For an in-depth analysis of these papers, please refer to a presentation by Andrew Kaufman MD,10 in which he dissects in great detail the methods and conclusions of these seminal studies.
To review these four studies, let’s look again at Rivers’ postulates for determining whether a particular virus causes a disease.
1.The virus can be isolated from diseased hosts.
2.The virus can be cultivated in host cells.
3.Proof of filterability—the virus can be filtered from a medium that also contained bacteria.

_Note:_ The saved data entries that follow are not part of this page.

//! Test helpers shared across deckq-config unit tests.

use std::{
    fs,
    path::{Path, PathBuf},
};

use tempfile::TempDir;

use crate::discovery::CONFIG_FILENAME;

/// Temporary directory utility for tests.
pub struct TestDir {
    /// Owned temporary root, removed on drop.
    root: TempDir,
}

impl TestDir {
    /// Creates a new temporary directory tree.
    pub fn new() -> Self {
        Self {
            root: tempfile::tempdir().unwrap(),
        }
    }

    /// Returns the path to the root.
    pub fn path(&self) -> &Path {
        self.root.path()
    }

    /// Creates a directory relative to the root.
    pub fn create_dir(&self, rel_path: &str) -> PathBuf {
        let path = self.root.path().join(rel_path);
        fs::create_dir_all(&path).unwrap();
        path
    }

    /// Writes a file relative to the root.
    pub fn create_file_with_content(&self, rel_path: &str, content: &str) -> PathBuf {
        let path = self.root.path().join(rel_path);
        if let Some(parent) = path.parent() {
            fs::create_dir_all(parent).unwrap();
        }
        fs::write(&path, content).unwrap();
        path
    }

    /// Writes a `.deckq.toml` with placeholder content in the given subdirectory.
    pub fn create_config(&self, rel_path: &str) -> PathBuf {
        self.create_config_with_content(rel_path, "# test config\n")
    }

    /// Writes a `.deckq.toml` at the root.
    pub fn create_config_at_root(&self) -> PathBuf {
        self.create_config_with_content("", "# root config\n")
    }

    /// Writes a `.deckq.toml` with custom contents in the given subdirectory.
    pub fn create_config_with_content(&self, rel_path: &str, content: &str) -> PathBuf {
        let rel = Path::new(rel_path).join(CONFIG_FILENAME);
        self.create_file_with_content(&rel.to_string_lossy(), content)
    }

    /// Writes a `root = true` config in the given subdirectory.
    pub fn create_root_config(&self, rel_path: &str) -> PathBuf {
        self.create_config_with_content(rel_path, "root = true\n")
    }
}
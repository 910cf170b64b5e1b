//! Query translation.
//!
//! The traversal is written once in [`Translator`] and parameterized by a [`Target`], which
//! decides what a bound leaf becomes and how fragments combine. Two targets exist: the server
//! [`FilterTarget`] and the [`ExplainTarget`].

mod explain;
mod server;

use std::panic::{self, AssertUnwindSafe};

use deckq_query::{Expr, ExprKind, Operator, Separator, Span};
use regex::RegexBuilder;
use tracing::{debug, error};

pub use self::{
    explain::{ExplainTarget, Explanation},
    server::{FilterTarget, FilterTranslation},
};
use crate::{
    argument::{ArgValue, ParsedArgument},
    command::Command,
    error::TranslateError,
    registry::Registry,
};

/// A leaf expression bound to its command.
#[derive(Debug, Clone)]
pub struct Binding<'r> {
    /// The resolved command.
    pub command: &'r Command,
    /// The handler input.
    pub argument: ParsedArgument,
    /// Location of the expression.
    pub span: Span,
    /// Whether the expression is at the top level of the query.
    pub top_level: bool,
}

/// What a target produced for one leaf.
#[derive(Debug, Clone)]
pub enum Leaf<F, P> {
    /// A fragment composed into the result tree.
    Fragment(F),
    /// A deferred post-action.
    Deferred(P),
}

/// The result of translating an expression.
#[derive(Debug, Clone)]
pub struct Translation<F, P> {
    /// The composed fragment; `None` when every leaf was deferred.
    pub fragment: Option<F>,
    /// Deferred actions, in query order.
    pub post_actions: Vec<P>,
}

/// Output flavour for the shared traversal.
pub trait Target {
    /// Composable result of a leaf.
    type Fragment;
    /// Deferred result of a phase command.
    type PostAction;

    /// Produces the result for one validated leaf.
    fn leaf(
        &self,
        registry: &Registry,
        binding: &Binding<'_>,
    ) -> Result<Leaf<Self::Fragment, Self::PostAction>, TranslateError>;

    /// Conjunction of two or more fragments.
    fn all(&self, parts: Vec<Self::Fragment>) -> Self::Fragment;

    /// Disjunction of two or more fragments.
    fn any(&self, parts: Vec<Self::Fragment>) -> Self::Fragment;

    /// Negation of a fragment.
    fn negate(&self, fragment: Self::Fragment) -> Self::Fragment;

    /// A parenthesized fragment.
    fn group(&self, fragment: Self::Fragment) -> Self::Fragment {
        fragment
    }
}

/// Walks an expression tree, binding leaves to registry commands.
#[derive(Debug)]
pub struct Translator<'r, T> {
    /// Command source.
    registry: &'r Registry,
    /// Output flavour.
    target: T,
}

impl<'r, T: Target> Translator<'r, T> {
    /// Creates a translator.
    pub const fn new(registry: &'r Registry, target: T) -> Self {
        Self { registry, target }
    }

    /// The output flavour.
    pub const fn target(&self) -> &T {
        &self.target
    }

    /// Translates an expression.
    pub fn translate(
        &self,
        expr: &Expr,
    ) -> Result<Translation<T::Fragment, T::PostAction>, TranslateError> {
        match &expr.kind {
            ExprKind::Logic {
                separator,
                children,
            } => {
                let mut results = Vec::with_capacity(children.len());
                for child in children {
                    results.push(self.translate(child)?);
                }
                Ok(self.combine(*separator, results))
            }
            ExprKind::Not { inner } => {
                let result = self.translate(inner)?;
                Ok(Translation {
                    fragment: result.fragment.map(|f| self.target.negate(f)),
                    post_actions: result.post_actions,
                })
            }
            ExprKind::Paren { inner } => {
                let result = self.translate(inner)?;
                Ok(Translation {
                    fragment: result.fragment.map(|f| self.target.group(f)),
                    post_actions: result.post_actions,
                })
            }
            ExprKind::Simple {
                command,
                operator,
                qualifiers,
                arg_kind,
                raw_value,
            } => {
                let resolved =
                    self.registry
                        .lookup(command)
                        .ok_or_else(|| TranslateError::UnknownCommand {
                            name: command.clone(),
                            span: expr.span,
                        })?;
                let mut argument =
                    ParsedArgument::new(*operator, ArgValue::from_raw(*arg_kind, raw_value));
                argument.qualifiers = qualifiers.clone();
                argument.modifier = resolved.modifier.map(String::from);
                self.invoke(resolved.command, argument, expr)
            }
            ExprKind::Raw {
                arg_kind,
                raw_value,
            } => self.dispatch_raw(ArgValue::from_raw(*arg_kind, raw_value), expr),
            ExprKind::Hash { tag } => self.dispatch_raw(ArgValue::text(format!("#{tag}")), expr),
            ExprKind::Slash { parts } => self.translate_slash(parts, expr),
        }
    }

    /// Merges sibling results under one separator.
    fn combine(
        &self,
        separator: Separator,
        results: Vec<Translation<T::Fragment, T::PostAction>>,
    ) -> Translation<T::Fragment, T::PostAction> {
        let mut fragments = Vec::new();
        let mut post_actions = Vec::new();
        for result in results {
            fragments.extend(result.fragment);
            post_actions.extend(result.post_actions);
        }

        let fragment = match fragments.len() {
            0 => None,
            1 => fragments.pop(),
            _ => Some(match separator {
                Separator::And => self.target.all(fragments),
                Separator::Or => self.target.any(fragments),
            }),
        };
        Translation {
            fragment,
            post_actions,
        }
    }

    /// `a/b/c`: a pattern match on the joined text, or else an alternation of raw values.
    fn translate_slash(
        &self,
        parts: &[String],
        expr: &Expr,
    ) -> Result<Translation<T::Fragment, T::PostAction>, TranslateError> {
        let joined = parts.join("/");
        if self.registry.match_pattern(&joined).is_some() {
            return self.dispatch_raw(ArgValue::text(joined), expr);
        }

        let mut results = Vec::with_capacity(parts.len());
        for part in parts {
            results.push(self.dispatch_raw(ArgValue::text(part.clone()), expr)?);
        }
        Ok(self.combine(Separator::Or, results))
    }

    /// Binds a value with no command prefix: pattern templates first, then the raw command.
    fn dispatch_raw(
        &self,
        value: ArgValue,
        expr: &Expr,
    ) -> Result<Translation<T::Fragment, T::PostAction>, TranslateError> {
        if let Some(text) = value.as_text()
            && let Some(found) = self.registry.match_pattern(text)
        {
            debug!(command = %found.command.id, value = text, "pattern matched");
            let mut argument = ParsedArgument::new(Operator::Bare, ArgValue::text(found.value));
            argument.captures = found.captures;
            return self.invoke(found.command, argument, expr);
        }

        let raw = self
            .registry
            .raw()
            .ok_or_else(|| TranslateError::UnknownCommand {
                name: value.display(),
                span: expr.span,
            })?;
        self.invoke(raw, ParsedArgument::new(Operator::Bare, value), expr)
    }

    /// Validates a binding and hands it to the target.
    fn invoke(
        &self,
        command: &Command,
        argument: ParsedArgument,
        expr: &Expr,
    ) -> Result<Translation<T::Fragment, T::PostAction>, TranslateError> {
        validate(command, &argument, expr)?;
        let binding = Binding {
            command,
            argument,
            span: expr.span,
            top_level: expr.top_level,
        };
        let leaf = self.target.leaf(self.registry, &binding)?;
        Ok(match leaf {
            Leaf::Fragment(fragment) => Translation {
                fragment: Some(fragment),
                post_actions: Vec::new(),
            },
            Leaf::Deferred(action) => Translation {
                fragment: None,
                post_actions: vec![action],
            },
        })
    }
}

/// Checks regex support, operator and placement before a handler runs.
fn validate(
    command: &Command,
    argument: &ParsedArgument,
    expr: &Expr,
) -> Result<(), TranslateError> {
    if let ArgValue::Regex { pattern, flags } = &argument.value {
        if !command.allow_regex {
            return Err(TranslateError::InvalidRegex {
                command: command.id.clone(),
                span: expr.span,
            });
        }
        compile_regex(pattern, flags).map_err(|message| TranslateError::MalformedRegex {
            message,
            span: expr.span,
        })?;
    }

    if !command.accepts(argument.operator, &argument.qualifiers) {
        return Err(TranslateError::InvalidOperator {
            command: command.id.clone(),
            operator: argument.operator_text(),
            span: expr.span,
        });
    }

    if command.phase.is_some() && !expr.top_level {
        return Err(TranslateError::NotTopLevel {
            command: command.id.clone(),
            span: expr.span,
        });
    }

    Ok(())
}

/// Compiles a regex literal to check it, honouring the `i`, `m`, `s` and `x` flags.
fn compile_regex(pattern: &str, flags: &str) -> Result<(), String> {
    let mut builder = RegexBuilder::new(pattern);
    for flag in flags.chars() {
        match flag {
            'i' => builder.case_insensitive(true),
            'm' => builder.multi_line(true),
            's' => builder.dot_matches_new_line(true),
            'x' => builder.ignore_whitespace(true),
            other => return Err(format!("unknown regex flag '{other}'")),
        };
    }
    builder.build().map(|_| ()).map_err(|e| e.to_string())
}

/// Runs a handler, turning a panic into [`TranslateError::Internal`].
fn guard<R>(binding: &Binding<'_>, run: impl FnOnce() -> R) -> Result<R, TranslateError> {
    panic::catch_unwind(AssertUnwindSafe(run)).map_err(|_| {
        error!(command = %binding.command.id, "handler panicked");
        TranslateError::Internal {
            command: binding.command.id.clone(),
            span: binding.span,
        }
    })
}

#[cfg(test)]
mod tests {
    use super::*;

    #[test]
    fn regex_flags_are_checked() {
        assert!(compile_regex("^gob", "im").is_ok());
        assert_eq!(
            compile_regex("gob", "q"),
            Err("unknown regex flag 'q'".to_string())
        );
        assert!(compile_regex("(unclosed", "").is_err());
    }
}
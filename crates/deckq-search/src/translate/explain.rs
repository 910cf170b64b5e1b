//! Client explainer: queries to plain-language descriptions.

use super::{Binding, Leaf, Target, Translation, guard};
use crate::{
    catalog::{Catalog, format_message},
    error::TranslateError,
    handler::ExplainContext,
    registry::Registry,
};

/// An explanation fragment; `None` when some part cannot be explained.
pub type Explanation = Option<String>;

/// Leaf actions that call each command's [`ExplainHandler`](crate::ExplainHandler).
pub struct ExplainTarget<'c> {
    /// Message source.
    catalog: &'c dyn Catalog,
}

impl<'c> ExplainTarget<'c> {
    /// Creates an explainer over a catalog.
    pub const fn new(catalog: &'c dyn Catalog) -> Self {
        Self { catalog }
    }

    /// A logic template from the catalog, or its English default.
    fn logic(&self, key: &str, default: &'static str) -> String {
        self.catalog
            .message(&format!("logic.{key}"))
            .unwrap_or(default)
            .to_string()
    }

    /// Joins fragments with a logic separator; any unexplainable part spoils the whole.
    fn join(&self, parts: Vec<Explanation>, key: &str, default: &'static str) -> Explanation {
        let parts: Vec<String> = parts.into_iter().collect::<Option<_>>()?;
        Some(parts.join(&self.logic(key, default)))
    }

    /// Renders a finished translation: the filter explanation, then each post-action.
    pub fn render(&self, translation: Translation<Explanation, Explanation>) -> Explanation {
        let mut parts = Vec::new();
        if let Some(fragment) = translation.fragment {
            parts.push(fragment?);
        }
        for action in translation.post_actions {
            parts.push(action?);
        }
        if parts.is_empty() {
            return None;
        }
        Some(parts.join(&self.logic("then", ", then ")))
    }
}

impl Target for ExplainTarget<'_> {
    type Fragment = Explanation;
    type PostAction = Explanation;

    fn leaf(
        &self,
        registry: &Registry,
        binding: &Binding<'_>,
    ) -> Result<Leaf<Explanation, Explanation>, TranslateError> {
        let Some(handler) = registry.explain_handler(&binding.command.id) else {
            return Ok(Leaf::Fragment(None));
        };
        let ctx = ExplainContext {
            catalog: self.catalog,
            command: binding.command,
        };
        let text = guard(binding, || handler.explain(&binding.argument, &ctx))?;
        Ok(if binding.command.phase.is_some() {
            Leaf::Deferred(text)
        } else {
            Leaf::Fragment(text)
        })
    }

    fn all(&self, parts: Vec<Explanation>) -> Explanation {
        self.join(parts, "and", " and ")
    }

    fn any(&self, parts: Vec<Explanation>) -> Explanation {
        self.join(parts, "or", " or ")
    }

    fn negate(&self, fragment: Explanation) -> Explanation {
        let inner = fragment?;
        Some(format_message(
            &self.logic("not", "not {inner}"),
            &[("inner", inner)],
        ))
    }

    fn group(&self, fragment: Explanation) -> Explanation {
        let inner = fragment?;
        Some(format_message(
            &self.logic("group", "({inner})"),
            &[("inner", inner)],
        ))
    }
}
//! Scalar fields with a small set of known values (rarity, attribute, ink).

use std::collections::BTreeMap;

use deckq_query::{Operator, Qualifier};
use serde_json::Value;

use super::{FieldRef, map_value, negate_if, predicate, split_list};
use crate::{
    argument::ParsedArgument,
    command::Command,
    error::HandlerError,
    filter::Condition,
    handler::{Builtin, Clause, ExplainContext, ExplainHandler, FilterHandler},
};

/// Exact, membership or substring match against a scalar field.
///
/// `=` matches exactly. `:` with a comma list tests membership. `:` with one known value matches
/// it exactly; with an unknown value it matches a substring.
#[derive(Debug, Clone, PartialEq, Eq)]
pub struct Simple {
    /// Stored field.
    field: FieldRef,
    /// Query spelling to stored value.
    values: BTreeMap<String, String>,
}

/// How a simple argument is matched.
#[derive(Debug, Clone, PartialEq, Eq)]
enum Mode {
    /// Exact value.
    Is(String),
    /// One of several values.
    In(Vec<String>),
    /// Substring.
    Contains(String),
}

impl Simple {
    /// A scalar field.
    pub fn new(field: FieldRef) -> Self {
        Self {
            field,
            values: BTreeMap::new(),
        }
    }

    /// Maps a query spelling to a stored value.
    #[must_use]
    pub fn value(mut self, spelling: impl Into<String>, stored: impl Into<String>) -> Self {
        self.values.insert(spelling.into(), stored.into());
        self
    }

    /// Whether the spelling is a known value.
    fn known(&self, item: &str) -> bool {
        self.values.keys().any(|k| k.eq_ignore_ascii_case(item))
    }

    /// Classifies the argument.
    fn mode(&self, arg: &ParsedArgument) -> Result<Mode, HandlerError> {
        let text = arg.text().trim();
        if text.is_empty() {
            return Err(HandlerError::invalid_query("expected a value"));
        }
        if arg.operator == Operator::Eq {
            return Ok(Mode::Is(map_value(&self.values, text)));
        }

        let items = split_list(text);
        if items.len() > 1 {
            return Ok(Mode::In(
                items
                    .into_iter()
                    .map(|item| map_value(&self.values, item))
                    .collect(),
            ));
        }
        if self.known(text) {
            Ok(Mode::Is(map_value(&self.values, text)))
        } else {
            Ok(Mode::Contains(text.to_string()))
        }
    }
}

impl FilterHandler for Simple {
    fn filter(&self, arg: &ParsedArgument) -> Result<Clause, HandlerError> {
        let condition = match self.mode(arg)? {
            Mode::Is(value) => Condition::Eq(Value::String(value)),
            Mode::In(values) => Condition::In(values.into_iter().map(Value::String).collect()),
            Mode::Contains(value) => Condition::Regex {
                pattern: regex::escape(&value),
                case_insensitive: true,
                multiline: false,
                dot_all: false,
                extended: false,
            },
        };
        Ok(Clause::Filter(negate_if(
            arg,
            predicate(&self.field, arg, condition),
        )))
    }
}

impl ExplainHandler for Simple {
    fn explain(&self, arg: &ParsedArgument, ctx: &ExplainContext<'_>) -> Option<String> {
        let negated = arg.negated();
        let (key, value) = match self.mode(arg).ok()? {
            Mode::Is(value) => (if negated { "is-not" } else { "is" }, value),
            Mode::In(values) => (if negated { "not-in" } else { "in" }, values.join(", ")),
            Mode::Contains(value) => (
                if negated { "not-contains" } else { "contains" },
                value,
            ),
        };
        ctx.message(self.kind(), key, &[("value", value)])
    }
}

impl Builtin for Simple {
    fn kind(&self) -> &'static str {
        "simple"
    }

    fn configure(&self, command: Command) -> Command {
        if !command.operators.is_empty() {
            return command;
        }
        command
            .operators([Operator::Bare, Operator::Colon, Operator::Eq])
            .qualifier(Qualifier::Not)
    }
}
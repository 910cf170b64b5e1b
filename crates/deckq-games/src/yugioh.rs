//! Yu-Gi-Oh!

use deckq_search::{
    Command, Registry, RegistryError,
    builtin::{FieldRef, Number, Order, Set, Simple, Text},
};

use crate::stats::StatLine;

/// The Yu-Gi-Oh! registry.
pub fn registry() -> Result<Registry, RegistryError> {
    Registry::builder()
        .builtin(Command::raw(), Text::new(FieldRef::new("name")))
        .builtin(
            Command::new("name").alias("n"),
            Text::new(FieldRef::new("name")),
        )
        .builtin(
            Command::new("text").alias("x").alias("desc"),
            Text::new(FieldRef::new("desc")).multiline(),
        )
        .builtin(Command::new("atk"), Number::new(FieldRef::new("atk")))
        .builtin(Command::new("def"), Number::new(FieldRef::new("def")))
        .builtin(Command::new("stats"), StatLine::new("atk", "def"))
        .builtin(
            Command::new("level").alias("lv").alias("rank").alias("link"),
            Number::new(FieldRef::new("level")),
        )
        .builtin(
            Command::new("scale").alias("sc"),
            Number::new(FieldRef::new("scale")),
        )
        .builtin(
            Command::new("attribute").alias("attr"),
            Simple::new(FieldRef::new("attribute"))
                .value("dark", "DARK")
                .value("light", "LIGHT")
                .value("earth", "EARTH")
                .value("water", "WATER")
                .value("fire", "FIRE")
                .value("wind", "WIND")
                .value("divine", "DIVINE"),
        )
        .builtin(
            Command::new("race").alias("r"),
            Simple::new(FieldRef::new("race")),
        )
        .builtin(
            Command::new("type").alias("t"),
            Set::new(FieldRef::new("types"))
                .value("monster", "Monster")
                .value("spell", "Spell")
                .value("trap", "Trap")
                .value("effect", "Effect")
                .value("fusion", "Fusion")
                .value("synchro", "Synchro")
                .value("xyz", "XYZ")
                .value("link", "Link")
                .value("pendulum", "Pendulum")
                .value("ritual", "Ritual")
                .value("tuner", "Tuner"),
        )
        .builtin(
            Command::new("archetype").alias("arch"),
            Simple::new(FieldRef::new("archetype")),
        )
        .builtin(
            Command::new("ban").alias("limit"),
            Simple::new(FieldRef::new("ban_tcg"))
                .value("forbidden", "Banned")
                .value("banned", "Banned")
                .value("limited", "Limited")
                .value("semi", "Semi-Limited")
                .value("semi-limited", "Semi-Limited"),
        )
        .builtin(
            Command::new("tag").pattern("#{{tag}}"),
            Set::new(FieldRef::new("tags")),
        )
        .builtin(
            Command::new("order").alias("sort"),
            Order::new()
                .key("name", "name")
                .key("atk", "atk")
                .key("def", "def")
                .key("level", "level"),
        )
        .build()
}
//! Array fields holding several values (types, keywords, numeric tags).

use std::collections::BTreeMap;

use deckq_query::{Operator, Qualifier};
use serde_json::Value;

use super::{
    FieldRef, display_value, map_value, negate_if, parse_number, predicate, split_list,
};
use crate::{
    argument::ParsedArgument,
    command::Command,
    error::HandlerError,
    filter::Condition,
    handler::{Builtin, Clause, ExplainContext, ExplainHandler, FilterHandler},
};

/// Membership (`:`) or exact set equality (`=`) over a comma-separated value list.
#[derive(Debug, Clone, PartialEq, Eq)]
pub struct Set {
    /// Stored field.
    field: FieldRef,
    /// Elements are numbers.
    numeric: bool,
    /// Query spelling to stored value.
    values: BTreeMap<String, String>,
}

impl Set {
    /// A set of strings.
    pub fn new(field: FieldRef) -> Self {
        Self {
            field,
            numeric: false,
            values: BTreeMap::new(),
        }
    }

    /// A set of integers.
    pub fn numeric(field: FieldRef) -> Self {
        Self {
            numeric: true,
            ..Self::new(field)
        }
    }

    /// Maps a query spelling to a stored value.
    #[must_use]
    pub fn value(mut self, spelling: impl Into<String>, stored: impl Into<String>) -> Self {
        self.values.insert(spelling.into(), stored.into());
        self
    }

    /// Parses the list into stored values.
    fn elements(&self, arg: &ParsedArgument) -> Result<Vec<Value>, HandlerError> {
        let items = split_list(arg.text());
        if items.is_empty() {
            return Err(HandlerError::invalid_query("expected at least one value"));
        }
        items
            .into_iter()
            .map(|item| {
                let mapped = map_value(&self.values, item);
                if self.numeric {
                    parse_number(&mapped, false)
                } else {
                    Ok(Value::String(mapped))
                }
            })
            .collect()
    }

    /// Whether the operator asks for set equality.
    const fn exact(arg: &ParsedArgument) -> bool {
        matches!(arg.operator, Operator::Eq)
    }
}

impl FilterHandler for Set {
    fn filter(&self, arg: &ParsedArgument) -> Result<Clause, HandlerError> {
        let elements = self.elements(arg)?;
        let condition = if Self::exact(arg) {
            Condition::SetEquals(elements)
        } else {
            Condition::ContainsAll(elements)
        };
        Ok(Clause::Filter(negate_if(
            arg,
            predicate(&self.field, arg, condition),
        )))
    }
}

impl ExplainHandler for Set {
    fn explain(&self, arg: &ParsedArgument, ctx: &ExplainContext<'_>) -> Option<String> {
        let elements = self.elements(arg).ok()?;
        let key = match (Self::exact(arg), arg.negated()) {
            (false, false) => "includes",
            (false, true) => "not-includes",
            (true, false) => "is",
            (true, true) => "is-not",
        };
        let value = elements
            .iter()
            .map(display_value)
            .collect::<Vec<_>>()
            .join(", ");
        ctx.message(self.kind(), key, &[("value", value)])
    }
}

impl Builtin for Set {
    fn kind(&self) -> &'static str {
        "set"
    }

    fn configure(&self, command: Command) -> Command {
        if !command.operators.is_empty() {
            return command;
        }
        command
            .operators([Operator::Bare, Operator::Colon, Operator::Eq])
            .qualifier(Qualifier::Not)
    }
}
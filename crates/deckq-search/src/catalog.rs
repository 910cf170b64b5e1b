//! Message catalogs for query explanations.
//!
//! A catalog maps dotted keys (`cost.greater`, `builtin.number.equal`, `logic.and`) to message
//! templates with `{name}` parameters. Catalogs are written as TOML; nested tables flatten into
//! dotted keys.

use std::collections::BTreeMap;

use thiserror::Error;

/// A source of localized message templates.
pub trait Catalog: Send + Sync {
    /// The template for `key`, if the catalog has one.
    fn message(&self, key: &str) -> Option<&str>;
}

/// Errors loading a catalog.
#[derive(Debug, Error)]
pub enum CatalogError {
    /// The catalog is not valid TOML.
    #[error("invalid catalog: {0}")]
    Parse(#[from] toml::de::Error),

    /// A value in the catalog is not a string or table.
    #[error("catalog entry '{0}' must be a string")]
    NotAString(String),
}

/// An in-memory catalog for one locale.
#[derive(Debug, Clone, Default, PartialEq, Eq)]
pub struct MessageCatalog {
    /// Locale tag, e.g. `en`.
    locale: String,
    /// Flattened key to template.
    messages: BTreeMap<String, String>,
}

impl MessageCatalog {
    /// Creates an empty catalog.
    pub fn new(locale: impl Into<String>) -> Self {
        Self {
            locale: locale.into(),
            messages: BTreeMap::new(),
        }
    }

    /// Parses a TOML catalog.
    pub fn from_toml(locale: impl Into<String>, source: &str) -> Result<Self, CatalogError> {
        let table: toml::Table = toml::from_str(source)?;
        let mut catalog = Self::new(locale);
        flatten("", &table, &mut catalog.messages)?;
        Ok(catalog)
    }

    /// The locale tag.
    pub fn locale(&self) -> &str {
        &self.locale
    }

    /// Number of messages.
    pub fn len(&self) -> usize {
        self.messages.len()
    }

    /// Whether the catalog has no messages.
    pub fn is_empty(&self) -> bool {
        self.messages.is_empty()
    }

    /// Sets a message.
    pub fn insert(&mut self, key: impl Into<String>, template: impl Into<String>) {
        self.messages.insert(key.into(), template.into());
    }

    /// Adds every message from `fallback` that this catalog does not already define.
    pub fn fill_from(&mut self, fallback: &Self) {
        for (key, template) in &fallback.messages {
            self.messages
                .entry(key.clone())
                .or_insert_with(|| template.clone());
        }
    }
}

impl Catalog for MessageCatalog {
    fn message(&self, key: &str) -> Option<&str> {
        self.messages.get(key).map(String::as_str)
    }
}

/// Flattens nested tables into dotted keys.
fn flatten(
    prefix: &str,
    table: &toml::Table,
    out: &mut BTreeMap<String, String>,
) -> Result<(), CatalogError> {
    for (key, value) in table {
        let full = if prefix.is_empty() {
            key.clone()
        } else {
            format!("{prefix}.{key}")
        };
        match value {
            toml::Value::String(text) => {
                out.insert(full, text.clone());
            }
            toml::Value::Table(inner) => flatten(&full, inner, out)?,
            _ => return Err(CatalogError::NotAString(full)),
        }
    }
    Ok(())
}

/// Substitutes `{name}` parameters into a template.
///
/// Unknown parameters are left as written.
pub fn format_message(template: &str, params: &[(&str, String)]) -> String {
    let mut out = String::with_capacity(template.len());
    let mut rest = template;
    while let Some(open) = rest.find('{') {
        out.push_str(&rest[..open]);
        let after = &rest[open + 1..];
        let value = after.find('}').and_then(|close| {
            let name = &after[..close];
            params
                .iter()
                .find(|(key, _)| *key == name)
                .map(|(_, value)| (value, close))
        });
        match value {
            Some((value, close)) => {
                out.push_str(value);
                rest = &after[close + 1..];
            }
            None => {
                out.push('{');
                rest = after;
            }
        }
    }
    out.push_str(rest);
    out
}

#[cfg(test)]
mod tests {
    use super::*;

    #[test]
    fn nested_tables_flatten_to_dotted_keys() {
        let catalog = MessageCatalog::from_toml(
            "en",
            r#"
            [logic]
            and = " and "

            [builtin.number]
            equal = "{command} is {value}"
            "#,
        )
        .unwrap();
        assert_eq!(catalog.message("logic.and"), Some(" and "));
        assert_eq!(
            catalog.message("builtin.number.equal"),
            Some("{command} is {value}")
        );
        assert_eq!(catalog.len(), 2);
    }

    #[test]
    fn non_string_values_are_rejected() {
        let err = MessageCatalog::from_toml("en", "[cost]\nequal = 3\n").unwrap_err();
        assert!(matches!(err, CatalogError::NotAString(key) if key == "cost.equal"));
    }

    #[test]
    fn fill_from_keeps_existing_messages() {
        let mut user = MessageCatalog::new("en");
        user.insert("logic.and", " & ");
        let mut embedded = MessageCatalog::new("en");
        embedded.insert("logic.and", " and ");
        embedded.insert("logic.or", " or ");

        user.fill_from(&embedded);
        assert_eq!(user.message("logic.and"), Some(" & "));
        assert_eq!(user.message("logic.or"), Some(" or "));
    }

    #[test]
    fn format_substitutes_known_parameters() {
        let text = format_message(
            "{command} is at least {value} {unknown}",
            &[("command", "cost".into()), ("value", "3".into())],
        );
        assert_eq!(text, "cost is at least 3 {unknown}");
    }

    #[test]
    fn format_handles_unclosed_brace() {
        assert_eq!(format_message("a {b", &[]), "a {b");
    }
}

4.The filtered virus will produce a comparable disease when the cultivated virus is used to infect experimental animals.
5.The virus can be re-isolated from the infected experimental animal.
6.A specific immune response to the virus can be detected.
None of these four studies met all six postulates. Of the four studies said to prove that a coronavirus causes this disease, not one of them satisfied the first three postulates, and none of them even addressed postulates four and five. One paper claimed to find an immune response (postulate six) by looking at antibody levels from the patient.
The first two papers are honest enough to claim only an association of coronavirus and the disease; the third paper claims that the coronavirus is “identified as the causative agent.” The fourth paper, from McMaster University, falsely claims that the coronavirus is the causative agent of the disease and that the virus “set in motion the pandemic,” with no evidence to back up these statements.
These papers never show that all the people with Covid-19 had the same set of symptoms; they never purify any virus from the sick people; they never demonstrate the absence of the virus from well people; and they never show that the transmission of purified virus could make well people become sick. This is scientific fraud of the first order.
It’s interesting to look more closely at how virologists work to “prove” something like causation by coronavirus. One example is a paper published in 2003 in Nature, titled “Koch’s Postulates Fulfilled for SARS Virus.”11 Researchers claimed that Severe Acute Respiratory Syndrome is caused by a coronavirus. The title itself is misleading, if not dishonest, because the researchers satisfied neither Koch’s nor Rivers’ postulates.
Here’s what they did: first they took respiratory secretions from some sick people; in other words, they took sputum from people with a cough. They centrifuged the sputum, which separates the cellular part (where presumably the virus is residing in the cells) from the liquid part. They discarded the liquid part. This is what they referred to as “purification.” Then they took this centrifuged, unpurified sediment from sick people, containing God-only-knows-what, and inoculated that into vero (monkey kidney) cells. Here we have to understand that if virologists want to get enough “virus” to use experimentally, they must grow it in a biological medium such as an animal or at least cells from an animal. Unlike bacteria, which can be grown in petri dishes, viruses are not alive, and they can “grow” only in other living cells. For convenience and because cancer cell lines are “immortal,” they generally grow their “viruses” in cancer cells; however, in this case they used kidney cells. This practice is fraught with obvious problems for proving it is the virus and not the kidney or cancer cells that are causing disease when these viruses then get injected into the test animals. Also, it is well known now that as part of their “detoxification” strategy, cells, especially cancer cells produce particles called exosomes, which are identical to “viruses.” (More on this in chapter 6.)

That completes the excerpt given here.